Scholars@Duke publication: Congruence Between Child Self-Reported and Caregiver-Proxy-Reported Health-Related Quality of Life in Children With Juvenile Idiopathic Arthritis and Systemic Lupus Erythematosus.

Congruence Between Child Self-Reported and Caregiver-Proxy-Reported Health-Related Quality of Life in Children With Juvenile Idiopathic Arthritis and Systemic Lupus Erythematosus.

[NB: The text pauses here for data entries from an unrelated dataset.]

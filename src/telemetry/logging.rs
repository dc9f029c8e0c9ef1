//! Logging initialization for the control plane.
//!
//! JSON output for production, pretty output for development. The level
//! filter uses `EnvFilter` syntax, e.g. `info,gg_dispatch::scheduler=debug`.

use std::path::PathBuf;
use std::str::FromStr;

use thiserror::Error;
use tracing_subscriber::{fmt, layer::SubscriberExt, util::SubscriberInitExt, EnvFilter};

/// Log output format.
#[derive(Debug, Clone, Copy, Default, PartialEq, Eq)]
pub enum LogFormat {
    #[default]
    Json,
    Pretty,
}

impl FromStr for LogFormat {
    type Err = LogError;

    fn from_str(s: &str) -> Result<Self, Self::Err> {
        match s.to_ascii_lowercase().as_str() {
            "json" => Ok(Self::Json),
            "pretty" | "text" => Ok(Self::Pretty),
            other => Err(LogError::InvalidFormat(other.to_string())),
        }
    }
}

#[derive(Debug, Clone)]
pub struct LogConfig {
    pub format: LogFormat,
    pub level: String,
    /// Log file. Logs go to stderr when unset.
    pub output_path: Option<PathBuf>,
}

impl Default for LogConfig {
    fn default() -> Self {
        Self { format: LogFormat::Json, level: "info".to_string(), output_path: None }
    }
}

impl LogConfig {
    /// Read `GG_DISPATCH_LOG`, `GG_DISPATCH_LOG_FORMAT` and
    /// `GG_DISPATCH_LOG_FILE`. Invalid values keep the defaults.
    pub fn from_env() -> Self {
        let mut config = Self::default();
        if let Ok(level) = std::env::var("GG_DISPATCH_LOG") {
            if !level.trim().is_empty() {
                config.level = level;
            }
        }
        if let Ok(format) = std::env::var("GG_DISPATCH_LOG_FORMAT") {
            config.format = format.parse().unwrap_or_default();
        }
        config.output_path = std::env::var_os("GG_DISPATCH_LOG_FILE").map(PathBuf::from);
        config
    }
}

#[derive(Debug, Error)]
pub enum LogError {
    #[error("Invalid log filter: {0}")]
    InvalidFilter(String),
    #[error("Invalid log format: {0}")]
    InvalidFormat(String),
    #[error("Failed to open log file: {0}")]
    FileOpen(String),
    #[error("Subscriber already initialized")]
    AlreadyInitialized,
}

/// Install the global subscriber. Call once at startup.
pub fn init_logging(config: &LogConfig) -> Result<(), LogError> {
    let filter = EnvFilter::try_new(&config.level)
        .map_err(|e| LogError::InvalidFilter(e.to_string()))?;

    match config.format {
        LogFormat::Json => init_json_subscriber(filter, config.output_path.as_ref()),
        LogFormat::Pretty => init_pretty_subscriber(filter),
    }
}

fn init_json_subscriber(filter: EnvFilter, path: Option<&PathBuf>) -> Result<(), LogError> {
    let registry = tracing_subscriber::registry().with(filter);

    if let Some(path) = path {
        let file = std::fs::File::create(path).map_err(|e| LogError::FileOpen(e.to_string()))?;
        registry
            .with(fmt::layer().json().with_writer(std::sync::Mutex::new(file)))
            .try_init()
            .map_err(|_| LogError::AlreadyInitialized)
    } else {
        registry
            .with(fmt::layer().json())
            .try_init()
            .map_err(|_| LogError::AlreadyInitialized)
    }
}

fn init_pretty_subscriber(filter: EnvFilter) -> Result<(), LogError> {
    tracing_subscriber::registry()
        .with(filter)
        .with(fmt::layer().pretty())
        .try_init()
        .map_err(|_| LogError::AlreadyInitialized)
}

Publication , Journal Article

Chan, Y-N; Ardalan, K; Lin, L; Chen, D; Weitzman, ER; Dedeoglu, F; Vehe, RK; von Scheven, E; Kimura, Y; Schanberg, LE; Reeve, BB ...

Published in: J Rheumatol

January 15, 2026

Published version (DOI) Link to item

OBJECTIVE: To explore congruence between child self-reported and caregiver-proxy-reported health-related quality of life (HRQOL) over time in juvenile idiopathic arthritis (JIA) and childhood-onset systemic lupus erythematosus (cSLE), and to identify factors associated with the level of congruence. METHODS: Data were from an observational, longitudinal cohort study conducted to validate the Patient-Reported Outcomes Measurement Information System (PROMIS) measures. HRQOL was assessed at baseline, 6, and 12 months. Four hundred fifty-one children (8-17 years) diagnosed with JIA or cSLE and their caregivers completed the PROMIS Pediatric and Parent Proxy measures, respectively. A 1-way random-effects model was used to estimate the intraclass correlation coefficient (ICC) for congruence between child and caregiver reports, and multivariable mixed-effect models were used to identify associated demographic and clinical factors. RESULTS: The study cohort (87.1% JIA) had a mean age of 13.8 years and were 71.4% female. Across all HRQOL domains, child self-reported and caregiver-proxy-reported mobility, physical activity, fatigue, pain interference, depressive symptoms, and psychological stress had moderate associations (ICC 0.50-0.68), whereas child self-reported and caregiver-proxy-reported family relationships and anxiety were weakly associated (ICC 0.34-0.42). Older children had higher congruence with their caregivers on symptom domains (0.25 to 0.75 points) than younger children; female children had higher congruence with their caregivers on psychological symptoms (-2.20 to -1.98 points) than male children. CONCLUSION: Caregivers provide complementary information on the physical aspects of HRQOL, with a tendency to estimate worse symptoms and decreased functioning. Child self-report remains the gold standard for understanding HRQOL in pediatric populations with rheumatic diseases.